## REQUIRED ACTION
Search the material below for the string "Hasher" and list each line that holds it.

--------------------------------------------------

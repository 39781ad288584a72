//! Vector timestamps and the per-process vector clock.
//!
//! A [`Timestamp`] is an immutable snapshot of causal knowledge: for every
//! process, how many of its messages the holder had observed. A
//! [`VectorClock`] is the live, owned clock a process advances as it sends
//! and delivers messages.
//!
//! Absent entries read as zero, so `{0:1}` and `{0:1, 1:0}` denote the same
//! point in causal history and compare equal.

use crate::process::{Membership, MembershipError, ProcessId};
use serde::{Deserialize, Serialize};
use std::cmp::Ordering;
use std::collections::{BTreeMap, BTreeSet};
use std::hash::{Hash, Hasher};

/// Causal relation between two timestamps.
///
/// Exactly one variant holds for any pair.
#[derive(Clone, Copy, Debug, PartialEq, Eq)]
pub enum CausalOrder {
    /// Identical causal knowledge.
    Equal,
    /// The left timestamp happened before the right one.
    Before,
    /// The left timestamp happened after the right one.
    After,
    /// Neither saw the other.
    Concurrent,
}

/// Snapshot of a vector clock.
#[derive(Clone, Debug, Default, Serialize, Deserialize)]
#[serde(transparent)]
pub struct Timestamp {
    entries: BTreeMap<ProcessId, u64>,
}

impl Timestamp {
    /// Create an empty timestamp (every entry reads as zero).
    pub fn new() -> Self {
        Self {
            entries: BTreeMap::new(),
        }
    }

    /// Timestamp with an explicit zero entry for every member.
    pub fn zeroed(membership: &Membership) -> Self {
        Self {
            entries: membership.iter().map(|p| (p.clone(), 0)).collect(),
        }
    }

    /// Create a timestamp from entries.
    pub fn from_entries<I, P>(entries: I) -> Self
    where
        I: IntoIterator<Item = (P, u64)>,
        P: Into<ProcessId>,
    {
        Self {
            entries: entries.into_iter().map(|(p, n)| (p.into(), n)).collect(),
        }
    }

    /// Get the counter for a process.
    pub fn get(&self, process: &str) -> u64 {
        self.entries.get(process).copied().unwrap_or(0)
    }

    pub fn set(&mut self, process: impl Into<ProcessId>, value: u64) {
        self.entries.insert(process.into(), value);
    }

    /// Compare two timestamps component-wise over the union of their keys.
    pub fn compare(&self, other: &Timestamp) -> CausalOrder {
        let keys: BTreeSet<&ProcessId> = self.entries.keys().chain(other.entries.keys()).collect();

        let mut less = false;
        let mut greater = false;
        for key in keys {
            match self.get(key.as_str()).cmp(&other.get(key.as_str())) {
                Ordering::Less => less = true,
                Ordering::Greater => greater = true,
                Ordering::Equal => {}
            }
            if less && greater {
                return CausalOrder::Concurrent;
            }
        }

        match (less, greater) {
            (false, false) => CausalOrder::Equal,
            (true, false) => CausalOrder::Before,
            (false, true) => CausalOrder::After,
            (true, true) => CausalOrder::Concurrent,
        }
    }

    /// `self[p] <= other[p]` for all `p`, strictly for at least one.
    pub fn happens_before(&self, other: &Timestamp) -> bool {
        self.compare(other) == CausalOrder::Before
    }

    pub fn happens_after(&self, other: &Timestamp) -> bool {
        self.compare(other) == CausalOrder::After
    }

    /// Neither happened before the other and they are not equal.
    pub fn is_concurrent_with(&self, other: &Timestamp) -> bool {
        self.compare(other) == CausalOrder::Concurrent
    }

    /// True if `self[p] >= other[p]` for every process.
    pub fn dominates(&self, other: &Timestamp) -> bool {
        matches!(self.compare(other), CausalOrder::Equal | CausalOrder::After)
    }

    /// Component-wise maximum over the union of keys.
    pub fn merged_with(&self, other: &Timestamp) -> Timestamp {
        let mut result = self.clone();
        for (process, &value) in &other.entries {
            let current = result.entries.entry(process.clone()).or_insert(0);
            *current = (*current).max(value);
        }
        result
    }

    /// Copy of this timestamp over exactly the given membership.
    ///
    /// Entries for unknown processes are dropped and missing members read as
    /// zero.
    pub fn restricted_to(&self, membership: &Membership) -> Timestamp {
        Timestamp {
            entries: membership
                .iter()
                .map(|p| (p.clone(), self.get(p.as_str())))
                .collect(),
        }
    }

    /// Iterate over all explicit entries.
    pub fn iter(&self) -> impl Iterator<Item = (&ProcessId, &u64)> {
        self.entries.iter()
    }

    pub fn len(&self) -> usize {
        self.entries.len()
    }

    pub fn is_empty(&self) -> bool {
        self.entries.is_empty()
    }

    /// Sum of all counters (number of sends this snapshot accounts for).
    pub fn total(&self) -> u64 {
        self.entries.values().sum()
    }

    /// Plain `(process, counter)` pairs in process order.
    pub fn to_map(&self) -> BTreeMap<String, u64> {
        self.entries
            .iter()
            .map(|(p, &n)| (p.0.clone(), n))
            .collect()
    }
}

impl PartialEq for Timestamp {
    fn eq(&self, other: &Self) -> bool {
        self.compare(other) == CausalOrder::Equal
    }
}

impl Eq for Timestamp {}

impl Hash for Timestamp {
    fn hash<H: Hasher>(&self, state: &mut H) {
        // Zero entries are skipped so hashing agrees with equality.
        for (process, value) in self.entries.iter().filter(|(_, v)| **v > 0) {
            process.hash(state);
            value.hash(state);
        }
    }
}

impl PartialOrd for Timestamp {
    fn partial_cmp(&self, other: &Self) -> Option<Ordering> {
        match self.compare(other) {
            CausalOrder::Equal => Some(Ordering::Equal),
            CausalOrder::Before => Some(Ordering::Less),
            CausalOrder::After => Some(Ordering::Greater),
            CausalOrder::Concurrent => None,
        }
    }
}

/// The live vector clock of one process.
///
/// The key set is fixed to the membership at construction. Only the owner's
/// entry is ever incremented; every other entry moves through [`merge`].
///
/// [`merge`]: VectorClock::merge
#[derive(Debug)]
pub struct VectorClock {
    owner: ProcessId,
    counters: Timestamp,
}

impl VectorClock {
    /// Create a clock with every member's counter at zero.
    pub fn new(owner: ProcessId, membership: &Membership) -> Result<Self, MembershipError> {
        membership.ensure_member(&owner)?;
        Ok(Self {
            owner,
            counters: Timestamp::zeroed(membership),
        })
    }

    pub fn owner(&self) -> &ProcessId {
        &self.owner
    }

    /// Advance the owner's counter, returning the new value.
    pub fn increment(&mut self) -> u64 {
        let entry = self.counters.entries.entry(self.owner.clone()).or_insert(0);
        *entry += 1;
        *entry
    }

    /// Take the component-wise maximum with `other`.
    ///
    /// Processes outside the membership are ignored.
    pub fn merge(&mut self, other: &Timestamp) {
        for (process, value) in self.counters.entries.iter_mut() {
            *value = (*value).max(other.get(process.as_str()));
        }
    }

    /// Independent copy of the current counters.
    pub fn snapshot(&self) -> Timestamp {
        self.counters.clone()
    }

    pub fn get(&self, process: &str) -> u64 {
        self.counters.get(process)
    }

    pub fn iter(&self) -> impl Iterator<Item = (&ProcessId, &u64)> {
        self.counters.iter()
    }
}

--------------------------------------------------

## RESPONSE AREA
use std::hash::{Hash, Hasher};
    fn hash<H: Hasher>(&self, state: &mut H) {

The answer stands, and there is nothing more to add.